Com a realidade do distanciamento social, sobretudo durante os anos de 2020 e 2021, o papel dos trabalhadores de aplicativos ganhou um grande destaque. A relevância se dá pelo fato de que a partir da atuação dessa classe rotineiramente exposta a mais um risco – o da contaminação pelo coronavírus –, outros setores sociais puderam optar por não sair de suas casas para comprar alimentos e não utilizar transporte público nos momentos mais intensos da pandemia.
Os trabalhadores de aplicativos surgem como uma nova classe em meio à uberização, definida por Caetano Patta Barros como “fenômeno de transformação das formas de trabalho no século 21”. Caetano é doutor em Ciência Política pela Faculdade de Filosofia, Letras e Ciências Humanas da Universidade de São Paulo (FFLCH/USP).

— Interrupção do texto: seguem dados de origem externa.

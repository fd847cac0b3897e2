//! Epoch arithmetic and the engine-owned epoch configuration.
//!
//! Epoch `e` spans `[start + e * length, start + (e + 1) * length)`. Balances
//! "at the end" of an epoch are sampled [`EPOCH_END_OFFSET_SECS`] before the
//! nominal boundary.

use serde::{Deserialize, Serialize};

use bond_core::constants::{
    DEFAULT_EPOCH_LENGTH_SECS, DEFAULT_PERSONAL_LOWER_BOUND, DEFAULT_SYSTEM_LOWER_BOUND, EPOCH_END_OFFSET_SECS,
    MIN_EPOCH_LENGTH_SECS, MIN_PERSONAL_LOWER_BOUND, MIN_SYSTEM_LOWER_BOUND, RATIO_SCALE, SECONDS_PER_YEAR,
};
use bond_core::error::ConfigError;

#[derive(Serialize, Deserialize, Debug, Clone, Copy, PartialEq, Eq)]
pub struct EpochConfig {
    start_timestamp: u64,
    epoch_length: u64,
    system_lower_bound: u64,
    personal_lower_bound: u64,
}

impl EpochConfig {
    /// Epoch schedule starting at `start_timestamp` with default lower bounds.
    pub fn new(start_timestamp: u64, epoch_length: u64) -> Result<Self, ConfigError> {
        if epoch_length < MIN_EPOCH_LENGTH_SECS {
            return Err(ConfigError::InvalidEpochLength(epoch_length));
        }
        Ok(Self {
            start_timestamp,
            epoch_length,
            system_lower_bound: DEFAULT_SYSTEM_LOWER_BOUND,
            personal_lower_bound: DEFAULT_PERSONAL_LOWER_BOUND,
        })
    }

    /// Builder-style variant of [`new`](Self::new) that also sets both bounds.
    pub fn with_bounds(mut self, system: u64, personal: u64) -> Result<Self, ConfigError> {
        self.set_system_lower_bound(system)?;
        self.set_personal_lower_bound(personal)?;
        Ok(self)
    }

    pub fn start_timestamp(&self) -> u64 {
        self.start_timestamp
    }

    pub fn epoch_length(&self) -> u64 {
        self.epoch_length
    }

    pub fn system_lower_bound(&self) -> u64 {
        self.system_lower_bound
    }

    pub fn personal_lower_bound(&self) -> u64 {
        self.personal_lower_bound
    }

    pub fn set_system_lower_bound(&mut self, value: u64) -> Result<(), ConfigError> {
        check_bound(value, MIN_SYSTEM_LOWER_BOUND)?;
        self.system_lower_bound = value;
        Ok(())
    }

    pub fn set_personal_lower_bound(&mut self, value: u64) -> Result<(), ConfigError> {
        check_bound(value, MIN_PERSONAL_LOWER_BOUND)?;
        self.personal_lower_bound = value;
        Ok(())
    }

    /// Epoch containing `t`; 0 for times before the schedule starts.
    ///
    /// # Examples
    ///
    /// ```
    /// use bond_emission::epoch::EpochConfig;
    /// let cfg = EpochConfig::new(1_000, 86_400).unwrap();
    /// assert_eq!(cfg.epoch_at_timestamp(0), 0);
    /// assert_eq!(cfg.epoch_at_timestamp(1_000 + 86_400), 1);
    /// ```
    pub fn epoch_at_timestamp(&self, t: u64) -> u64 {
        t.saturating_sub(self.start_timestamp) / self.epoch_length
    }

    pub fn current_epoch(&self, now: u64) -> u64 {
        self.epoch_at_timestamp(now)
    }

    pub fn previous_epoch(&self, now: u64) -> u64 {
        self.current_epoch(now).saturating_sub(1)
    }

    /// Sampling time for balances "at the end" of `epoch`.
    pub fn epoch_timestamp_end(&self, epoch: u64) -> u64 {
        let nominal = self
            .start_timestamp
            .saturating_add(epoch.saturating_add(1).saturating_mul(self.epoch_length));
        nominal - EPOCH_END_OFFSET_SECS
    }

    /// First second of `epoch`.
    pub fn epoch_timestamp_start(&self, epoch: u64) -> u64 {
        self.start_timestamp.saturating_add(epoch.saturating_mul(self.epoch_length))
    }

    pub fn epochs_per_year(&self) -> u64 {
        SECONDS_PER_YEAR / self.epoch_length
    }
}

impl Default for EpochConfig {
    fn default() -> Self {
        Self {
            start_timestamp: 0,
            epoch_length: DEFAULT_EPOCH_LENGTH_SECS,
            system_lower_bound: DEFAULT_SYSTEM_LOWER_BOUND,
            personal_lower_bound: DEFAULT_PERSONAL_LOWER_BOUND,
        }
    }
}

fn check_bound(value: u64, min: u64) -> Result<(), ConfigError> {
    if !(min..=RATIO_SCALE).contains(&value) {
        return Err(ConfigError::LowerBoundOutOfRange { value, min, max: RATIO_SCALE });
    }
    Ok(())
}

A tese de doutorado do pesquisador busca compreender as rotinas e políticas de organização das classes trabalhadoras em meio a uma conjuntura de crise no país, que tem se agravado nos últimos anos. As principais ideias da pesquisa de Caetano estão sintetizadas no vídeo que produziu e está divulgado nos canais oficiais da Pró-Reitoria de Pós-Graduação da USP, após receber menção honrosa na categoria Ciências Humanas da 2ª Edição do “Prêmio Vídeo Pós-Graduação USP” realizado em 2020 em parceria com a TV Cultura.
Apesar da grande relevância dessa categoria na contemporaneidade, a rotina dos trabalhadores é marcada não só pelo risco de contaminação por Covid-19, mas também por extensas jornadas de trabalho, ausência de garantias trabalhistas e baixa remuneração. Segundo levantamento produzido pelo Núcleo de Estudos Conjunturais da Universidade Federal da Bahia (NEC) sobre a categoria dos entregadores, aqueles que têm como única ocupação a atuação nos aplicativos tinham uma jornada de 64,5 horas por semana. Além disso, 72,1% dos entrevistados que já se acidentaram durante entregas criticaram a falta de apoio da empresa ou foram bloqueados após o infortúnio e 85% afirmaram ganhar menos de 2 salários mínimos mensalmente.
Barros pontua que algo que foi recorrente nos anos de pesquisas era o uso da palavra “escravidão” para os trabalhadores se referirem à atividade que exerciam e à relação que estabeleciam com as plataformas. “É uma construção discursiva que permite enxergar traços estruturais de como o trabalho se instituiu no Brasil e como se manifesta nessas formas ultramodernas de reorganização do trabalho, do consumo e do acesso a serviços na cidade”, afirma o pesquisador.
A realidade vivenciada por essas pessoas é mais uma das facetas da flexibilização do trabalho colocada em prática no Brasil atual. Esse processo, porém, não se iniciou na pandemia e passou a acontecer de maneira mais evidente, principalmente, após a reforma trabalhista. Nesse sentido, “a pandemia, na dimensão sanitária, mudou a dinâmica de trabalho e de viver a cidade; e, na dimensão econômica, precarizou ainda mais os trabalhadores, aumentou muito o número destes no mercado e isso permitiu com que as plataformas rebaixassem seus repasses, inviabilizando a atividade para alguns”, diz Caetano.
Conflitos e reações
O discurso que fortalece as grandes empresas e plataformas nas quais se prestam os serviços é o da possibilidade de autogestão e de ascensão econômica a partir da menor regulação desse regime de trabalho. Porém, a condição de exploração e a desconfiança sobre as plataformas devido à prática arbitrária de bloqueios e banimentos de entregadores e motoristas relativizam esse discurso e impulsionam a organização, inclusive, política para garantir melhores condições de trabalho. A organização dos dois grandes Breques dos Apps em 2020 e 2021 foram expoentes desse processo de mobilização, que continua ativo ainda hoje como se evidencia pela realização do Apagão dos Apps no início de abril deste ano.
Para além das ruas, o ambiente digital, seja via Youtube ou grupos de WhatsApp, é um espaço de grande articulação dessas categorias, que a partir de uma realidade comum buscam construir redes de apoio e compartilhar problemas e soluções que encontram. O pesquisador pontua: “Na contramão desse individualismo que prevalece no dia a dia do trabalho, existe esse ecossistema de construção coletiva, que é também, mas não só, político”.